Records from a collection
☆ ☆ ☆ ☆ ☆

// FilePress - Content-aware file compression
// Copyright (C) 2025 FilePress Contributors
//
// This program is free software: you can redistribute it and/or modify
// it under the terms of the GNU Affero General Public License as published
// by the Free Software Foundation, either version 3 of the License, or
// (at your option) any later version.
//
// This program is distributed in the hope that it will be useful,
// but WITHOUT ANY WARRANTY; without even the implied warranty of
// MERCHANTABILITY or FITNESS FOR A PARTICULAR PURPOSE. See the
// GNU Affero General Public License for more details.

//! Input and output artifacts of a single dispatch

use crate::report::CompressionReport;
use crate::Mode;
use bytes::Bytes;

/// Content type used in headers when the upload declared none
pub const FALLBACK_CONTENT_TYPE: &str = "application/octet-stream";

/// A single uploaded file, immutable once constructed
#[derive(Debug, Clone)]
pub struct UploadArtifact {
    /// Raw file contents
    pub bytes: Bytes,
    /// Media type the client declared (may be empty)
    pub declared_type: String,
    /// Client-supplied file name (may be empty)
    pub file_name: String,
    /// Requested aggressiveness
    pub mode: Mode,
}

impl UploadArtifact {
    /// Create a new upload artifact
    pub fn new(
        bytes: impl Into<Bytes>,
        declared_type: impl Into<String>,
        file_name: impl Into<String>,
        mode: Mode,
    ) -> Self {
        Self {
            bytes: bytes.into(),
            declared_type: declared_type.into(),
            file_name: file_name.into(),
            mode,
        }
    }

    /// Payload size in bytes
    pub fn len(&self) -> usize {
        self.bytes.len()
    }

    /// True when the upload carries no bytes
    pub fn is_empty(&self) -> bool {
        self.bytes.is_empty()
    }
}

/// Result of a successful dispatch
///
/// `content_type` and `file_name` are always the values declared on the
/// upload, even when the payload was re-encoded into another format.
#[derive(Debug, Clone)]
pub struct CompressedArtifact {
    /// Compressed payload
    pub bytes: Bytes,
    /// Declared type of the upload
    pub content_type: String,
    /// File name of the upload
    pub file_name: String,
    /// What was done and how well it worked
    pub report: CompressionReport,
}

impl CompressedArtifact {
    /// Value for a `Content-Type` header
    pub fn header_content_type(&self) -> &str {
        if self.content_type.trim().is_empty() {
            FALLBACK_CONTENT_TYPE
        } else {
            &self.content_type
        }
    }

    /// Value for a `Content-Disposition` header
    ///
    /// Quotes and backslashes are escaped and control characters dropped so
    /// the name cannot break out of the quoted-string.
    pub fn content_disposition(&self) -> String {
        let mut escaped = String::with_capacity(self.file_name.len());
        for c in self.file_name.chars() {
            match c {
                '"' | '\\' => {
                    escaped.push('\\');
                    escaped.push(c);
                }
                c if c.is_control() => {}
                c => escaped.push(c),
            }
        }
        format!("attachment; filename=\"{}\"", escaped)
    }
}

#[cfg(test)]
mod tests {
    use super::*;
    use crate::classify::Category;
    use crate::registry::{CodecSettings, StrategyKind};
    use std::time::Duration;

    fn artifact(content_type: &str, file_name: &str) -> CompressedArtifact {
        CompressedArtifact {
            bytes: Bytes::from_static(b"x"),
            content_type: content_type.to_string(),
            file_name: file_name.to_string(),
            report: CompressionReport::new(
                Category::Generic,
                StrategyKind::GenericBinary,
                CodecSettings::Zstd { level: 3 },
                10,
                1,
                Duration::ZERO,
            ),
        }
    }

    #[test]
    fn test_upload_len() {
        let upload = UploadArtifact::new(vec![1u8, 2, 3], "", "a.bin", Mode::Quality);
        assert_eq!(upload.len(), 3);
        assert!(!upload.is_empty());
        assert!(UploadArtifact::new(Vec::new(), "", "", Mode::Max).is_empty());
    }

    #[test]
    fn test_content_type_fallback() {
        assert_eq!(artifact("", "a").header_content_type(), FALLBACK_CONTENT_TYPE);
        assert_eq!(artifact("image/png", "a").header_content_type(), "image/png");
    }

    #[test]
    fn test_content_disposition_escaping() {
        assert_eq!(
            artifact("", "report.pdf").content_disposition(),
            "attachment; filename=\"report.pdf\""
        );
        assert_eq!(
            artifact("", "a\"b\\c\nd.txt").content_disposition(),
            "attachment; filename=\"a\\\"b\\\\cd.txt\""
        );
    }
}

☆ ☆ ☆ ☆ ☆

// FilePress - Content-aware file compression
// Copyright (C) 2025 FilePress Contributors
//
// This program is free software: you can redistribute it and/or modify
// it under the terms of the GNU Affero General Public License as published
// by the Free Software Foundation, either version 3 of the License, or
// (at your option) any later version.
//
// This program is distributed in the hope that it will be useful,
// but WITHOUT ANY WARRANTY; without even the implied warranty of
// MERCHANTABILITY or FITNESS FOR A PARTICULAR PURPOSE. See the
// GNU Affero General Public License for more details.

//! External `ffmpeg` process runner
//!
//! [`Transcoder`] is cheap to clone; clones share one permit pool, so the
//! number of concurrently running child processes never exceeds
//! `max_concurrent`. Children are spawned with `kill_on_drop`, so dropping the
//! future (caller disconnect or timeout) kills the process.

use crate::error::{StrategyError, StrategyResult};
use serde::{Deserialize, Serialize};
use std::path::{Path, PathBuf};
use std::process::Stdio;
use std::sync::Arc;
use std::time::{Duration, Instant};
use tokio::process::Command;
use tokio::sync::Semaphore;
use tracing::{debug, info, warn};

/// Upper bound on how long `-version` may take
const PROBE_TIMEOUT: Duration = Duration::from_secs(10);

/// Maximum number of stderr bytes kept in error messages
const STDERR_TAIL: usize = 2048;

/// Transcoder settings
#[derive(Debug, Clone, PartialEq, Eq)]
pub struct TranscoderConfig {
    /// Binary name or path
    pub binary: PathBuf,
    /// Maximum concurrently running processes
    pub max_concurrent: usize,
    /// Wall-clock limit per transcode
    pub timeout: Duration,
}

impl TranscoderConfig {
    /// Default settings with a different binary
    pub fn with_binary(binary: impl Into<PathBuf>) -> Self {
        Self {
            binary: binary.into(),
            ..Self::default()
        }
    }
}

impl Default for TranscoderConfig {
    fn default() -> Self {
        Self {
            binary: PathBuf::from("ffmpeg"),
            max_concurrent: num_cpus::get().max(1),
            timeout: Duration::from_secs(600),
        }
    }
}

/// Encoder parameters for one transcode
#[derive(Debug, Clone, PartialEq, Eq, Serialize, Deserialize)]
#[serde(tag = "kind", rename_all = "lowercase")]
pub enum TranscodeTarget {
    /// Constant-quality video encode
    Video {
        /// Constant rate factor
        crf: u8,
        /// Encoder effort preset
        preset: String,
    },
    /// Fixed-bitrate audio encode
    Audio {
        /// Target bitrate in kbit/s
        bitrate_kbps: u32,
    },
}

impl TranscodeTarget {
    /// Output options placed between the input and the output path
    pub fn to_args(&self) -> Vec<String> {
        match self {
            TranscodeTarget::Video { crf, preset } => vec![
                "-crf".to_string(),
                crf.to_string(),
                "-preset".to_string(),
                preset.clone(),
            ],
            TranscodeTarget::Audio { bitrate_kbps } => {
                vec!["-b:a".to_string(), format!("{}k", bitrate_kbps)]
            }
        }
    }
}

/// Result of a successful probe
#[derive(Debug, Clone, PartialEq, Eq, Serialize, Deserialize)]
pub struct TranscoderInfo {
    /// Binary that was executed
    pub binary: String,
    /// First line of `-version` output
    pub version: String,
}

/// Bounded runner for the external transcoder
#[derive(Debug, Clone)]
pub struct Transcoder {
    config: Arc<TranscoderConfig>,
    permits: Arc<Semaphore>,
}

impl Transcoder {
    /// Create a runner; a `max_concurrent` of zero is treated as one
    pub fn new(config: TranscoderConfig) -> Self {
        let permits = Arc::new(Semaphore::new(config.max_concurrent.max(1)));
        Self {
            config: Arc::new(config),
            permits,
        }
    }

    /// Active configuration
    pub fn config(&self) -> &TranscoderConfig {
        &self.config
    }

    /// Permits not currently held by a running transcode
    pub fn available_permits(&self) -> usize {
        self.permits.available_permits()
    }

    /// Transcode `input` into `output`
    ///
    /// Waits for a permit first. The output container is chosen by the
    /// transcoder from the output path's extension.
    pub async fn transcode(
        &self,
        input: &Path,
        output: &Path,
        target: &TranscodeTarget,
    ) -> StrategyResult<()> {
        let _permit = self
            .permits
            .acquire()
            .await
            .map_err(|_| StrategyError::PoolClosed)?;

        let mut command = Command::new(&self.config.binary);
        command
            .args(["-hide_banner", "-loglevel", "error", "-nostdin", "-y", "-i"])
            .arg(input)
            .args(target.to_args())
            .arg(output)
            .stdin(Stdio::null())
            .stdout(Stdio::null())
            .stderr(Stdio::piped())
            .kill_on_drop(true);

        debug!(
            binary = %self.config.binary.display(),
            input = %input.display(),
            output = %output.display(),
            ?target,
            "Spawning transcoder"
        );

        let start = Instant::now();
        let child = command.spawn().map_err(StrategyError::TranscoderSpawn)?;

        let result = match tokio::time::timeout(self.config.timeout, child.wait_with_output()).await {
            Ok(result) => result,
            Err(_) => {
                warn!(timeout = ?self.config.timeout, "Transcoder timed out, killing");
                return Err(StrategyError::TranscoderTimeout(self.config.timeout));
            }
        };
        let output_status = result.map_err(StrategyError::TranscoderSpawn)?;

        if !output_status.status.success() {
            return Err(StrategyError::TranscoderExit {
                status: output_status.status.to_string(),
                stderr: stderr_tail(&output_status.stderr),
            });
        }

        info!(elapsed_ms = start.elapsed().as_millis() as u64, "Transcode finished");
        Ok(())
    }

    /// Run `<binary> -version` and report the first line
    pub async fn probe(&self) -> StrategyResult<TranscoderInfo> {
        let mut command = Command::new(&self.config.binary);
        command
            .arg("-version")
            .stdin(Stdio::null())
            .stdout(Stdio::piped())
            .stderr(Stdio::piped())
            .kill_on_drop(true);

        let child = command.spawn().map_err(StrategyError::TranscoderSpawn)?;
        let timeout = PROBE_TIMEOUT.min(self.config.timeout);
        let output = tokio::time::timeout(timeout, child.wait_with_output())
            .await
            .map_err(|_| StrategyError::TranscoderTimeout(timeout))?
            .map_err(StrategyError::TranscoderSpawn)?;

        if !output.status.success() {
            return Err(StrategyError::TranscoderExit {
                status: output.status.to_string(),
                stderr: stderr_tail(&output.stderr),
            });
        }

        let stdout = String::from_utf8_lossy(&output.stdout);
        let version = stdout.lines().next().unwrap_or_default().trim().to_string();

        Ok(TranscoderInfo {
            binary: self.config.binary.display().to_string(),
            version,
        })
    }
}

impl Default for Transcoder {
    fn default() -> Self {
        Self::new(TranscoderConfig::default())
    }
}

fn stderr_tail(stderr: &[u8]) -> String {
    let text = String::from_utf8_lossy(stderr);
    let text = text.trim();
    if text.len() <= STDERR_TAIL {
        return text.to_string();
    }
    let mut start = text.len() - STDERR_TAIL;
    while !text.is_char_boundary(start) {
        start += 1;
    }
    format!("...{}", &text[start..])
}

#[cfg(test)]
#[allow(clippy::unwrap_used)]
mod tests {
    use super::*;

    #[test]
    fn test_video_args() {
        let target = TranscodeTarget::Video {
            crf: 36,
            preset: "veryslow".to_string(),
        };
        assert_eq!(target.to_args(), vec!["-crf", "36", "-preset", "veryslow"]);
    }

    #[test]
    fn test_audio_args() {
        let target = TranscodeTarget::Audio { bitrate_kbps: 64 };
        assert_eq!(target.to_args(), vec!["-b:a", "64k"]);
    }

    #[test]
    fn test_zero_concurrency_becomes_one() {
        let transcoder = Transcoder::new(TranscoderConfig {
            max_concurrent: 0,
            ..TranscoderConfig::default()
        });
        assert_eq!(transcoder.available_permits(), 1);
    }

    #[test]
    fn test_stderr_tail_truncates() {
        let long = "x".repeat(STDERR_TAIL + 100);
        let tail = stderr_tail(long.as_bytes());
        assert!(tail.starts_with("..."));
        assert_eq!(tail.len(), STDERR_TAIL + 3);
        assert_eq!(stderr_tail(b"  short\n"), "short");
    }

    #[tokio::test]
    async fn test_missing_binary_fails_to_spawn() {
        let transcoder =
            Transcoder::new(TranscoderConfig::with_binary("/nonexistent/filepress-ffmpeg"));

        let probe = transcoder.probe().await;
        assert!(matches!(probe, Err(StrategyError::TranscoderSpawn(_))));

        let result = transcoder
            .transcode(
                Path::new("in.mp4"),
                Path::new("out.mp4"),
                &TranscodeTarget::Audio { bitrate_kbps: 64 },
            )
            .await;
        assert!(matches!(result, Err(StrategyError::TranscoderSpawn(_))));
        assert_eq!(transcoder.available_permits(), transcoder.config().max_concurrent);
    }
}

☆ ☆ ☆ ☆ ☆

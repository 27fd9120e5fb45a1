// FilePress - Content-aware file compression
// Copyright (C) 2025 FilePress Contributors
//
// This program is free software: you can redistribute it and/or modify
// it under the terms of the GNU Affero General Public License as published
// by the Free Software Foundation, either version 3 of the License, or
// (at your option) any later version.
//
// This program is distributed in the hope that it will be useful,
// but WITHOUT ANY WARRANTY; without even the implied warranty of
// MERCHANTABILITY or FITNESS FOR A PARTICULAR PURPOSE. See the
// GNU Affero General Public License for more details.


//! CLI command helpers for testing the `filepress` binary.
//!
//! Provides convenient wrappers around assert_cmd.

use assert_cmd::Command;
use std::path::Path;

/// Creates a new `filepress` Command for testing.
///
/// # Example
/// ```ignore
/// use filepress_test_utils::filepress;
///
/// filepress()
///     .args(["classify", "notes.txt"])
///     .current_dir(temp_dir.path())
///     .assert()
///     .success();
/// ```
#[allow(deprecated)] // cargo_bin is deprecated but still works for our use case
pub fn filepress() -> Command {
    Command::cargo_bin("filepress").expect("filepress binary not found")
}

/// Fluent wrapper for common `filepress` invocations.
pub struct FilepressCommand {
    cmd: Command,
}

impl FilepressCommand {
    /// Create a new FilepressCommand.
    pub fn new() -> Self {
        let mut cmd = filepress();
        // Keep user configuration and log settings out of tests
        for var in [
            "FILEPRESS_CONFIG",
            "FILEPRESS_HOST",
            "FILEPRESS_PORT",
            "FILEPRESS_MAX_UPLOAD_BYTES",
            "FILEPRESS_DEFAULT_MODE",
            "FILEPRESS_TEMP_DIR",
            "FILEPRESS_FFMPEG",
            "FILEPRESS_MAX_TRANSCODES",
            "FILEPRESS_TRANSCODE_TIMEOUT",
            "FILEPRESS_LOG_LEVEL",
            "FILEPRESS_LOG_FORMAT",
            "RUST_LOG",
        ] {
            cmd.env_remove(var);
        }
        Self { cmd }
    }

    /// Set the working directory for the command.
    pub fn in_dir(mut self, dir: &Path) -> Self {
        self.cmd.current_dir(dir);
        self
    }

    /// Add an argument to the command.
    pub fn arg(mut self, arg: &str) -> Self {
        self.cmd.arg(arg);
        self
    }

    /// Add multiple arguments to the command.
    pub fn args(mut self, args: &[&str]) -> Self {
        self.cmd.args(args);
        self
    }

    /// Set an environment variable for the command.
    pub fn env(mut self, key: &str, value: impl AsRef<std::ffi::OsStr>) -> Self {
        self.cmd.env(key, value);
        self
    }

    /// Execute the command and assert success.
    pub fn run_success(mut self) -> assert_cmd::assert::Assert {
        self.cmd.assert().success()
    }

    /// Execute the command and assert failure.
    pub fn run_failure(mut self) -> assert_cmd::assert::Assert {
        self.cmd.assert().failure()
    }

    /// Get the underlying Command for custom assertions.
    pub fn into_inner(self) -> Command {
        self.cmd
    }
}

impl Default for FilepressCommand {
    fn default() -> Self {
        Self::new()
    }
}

☆ ☆ ☆ ☆ ☆

### TASK INSTRUCTIONS:
How many of the lines above include the string "StrategyKind"? Only the number should be written.

### YOUR RESPONSE:
2